BEGIN Data under study

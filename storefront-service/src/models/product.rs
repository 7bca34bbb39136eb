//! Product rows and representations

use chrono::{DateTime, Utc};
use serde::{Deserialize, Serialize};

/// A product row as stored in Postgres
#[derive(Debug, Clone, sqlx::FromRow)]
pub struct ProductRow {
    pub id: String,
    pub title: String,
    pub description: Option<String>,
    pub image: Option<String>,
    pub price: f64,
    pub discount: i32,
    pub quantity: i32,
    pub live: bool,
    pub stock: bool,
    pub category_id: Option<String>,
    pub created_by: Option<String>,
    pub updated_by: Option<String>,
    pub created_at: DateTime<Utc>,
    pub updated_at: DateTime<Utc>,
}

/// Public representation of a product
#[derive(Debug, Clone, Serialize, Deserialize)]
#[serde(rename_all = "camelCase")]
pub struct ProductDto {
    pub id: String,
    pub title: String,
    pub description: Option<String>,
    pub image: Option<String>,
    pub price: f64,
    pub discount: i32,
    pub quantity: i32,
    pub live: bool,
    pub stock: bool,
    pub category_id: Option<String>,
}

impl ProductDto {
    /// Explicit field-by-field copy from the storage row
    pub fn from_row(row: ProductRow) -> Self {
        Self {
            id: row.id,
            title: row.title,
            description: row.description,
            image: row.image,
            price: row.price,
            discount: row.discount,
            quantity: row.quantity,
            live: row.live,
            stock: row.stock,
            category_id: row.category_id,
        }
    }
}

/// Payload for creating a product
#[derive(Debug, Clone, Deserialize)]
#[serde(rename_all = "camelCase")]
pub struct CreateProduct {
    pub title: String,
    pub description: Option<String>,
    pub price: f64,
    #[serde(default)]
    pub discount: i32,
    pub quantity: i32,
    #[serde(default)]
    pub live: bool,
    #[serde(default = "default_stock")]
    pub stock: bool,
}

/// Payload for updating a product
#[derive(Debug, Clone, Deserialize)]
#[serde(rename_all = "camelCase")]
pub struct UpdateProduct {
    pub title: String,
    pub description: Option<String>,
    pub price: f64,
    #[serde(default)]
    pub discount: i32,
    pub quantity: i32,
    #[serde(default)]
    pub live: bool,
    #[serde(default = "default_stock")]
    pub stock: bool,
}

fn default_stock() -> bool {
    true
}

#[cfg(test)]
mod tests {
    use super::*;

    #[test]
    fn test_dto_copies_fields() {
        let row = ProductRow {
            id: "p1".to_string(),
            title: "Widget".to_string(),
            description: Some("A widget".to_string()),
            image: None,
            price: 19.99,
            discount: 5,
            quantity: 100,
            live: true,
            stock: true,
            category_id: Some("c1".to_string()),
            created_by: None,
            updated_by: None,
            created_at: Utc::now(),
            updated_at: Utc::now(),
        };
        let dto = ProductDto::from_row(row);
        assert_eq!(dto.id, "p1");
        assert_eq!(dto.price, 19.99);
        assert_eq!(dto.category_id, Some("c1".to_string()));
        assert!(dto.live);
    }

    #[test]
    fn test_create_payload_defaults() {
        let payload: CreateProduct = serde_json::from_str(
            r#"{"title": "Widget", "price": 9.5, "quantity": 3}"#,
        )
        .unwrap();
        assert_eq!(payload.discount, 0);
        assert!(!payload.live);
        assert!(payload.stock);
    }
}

END Data under study

● **Exercise details**
Identify each line in the entries with the word "Deserialize" and copy it.

● **Answer to the problem**
use serde::{Deserialize, Serialize};
#[derive(Debug, Clone, Serialize, Deserialize)]
#[derive(Debug, Clone, Deserialize)]
#[derive(Debug, Clone, Deserialize)]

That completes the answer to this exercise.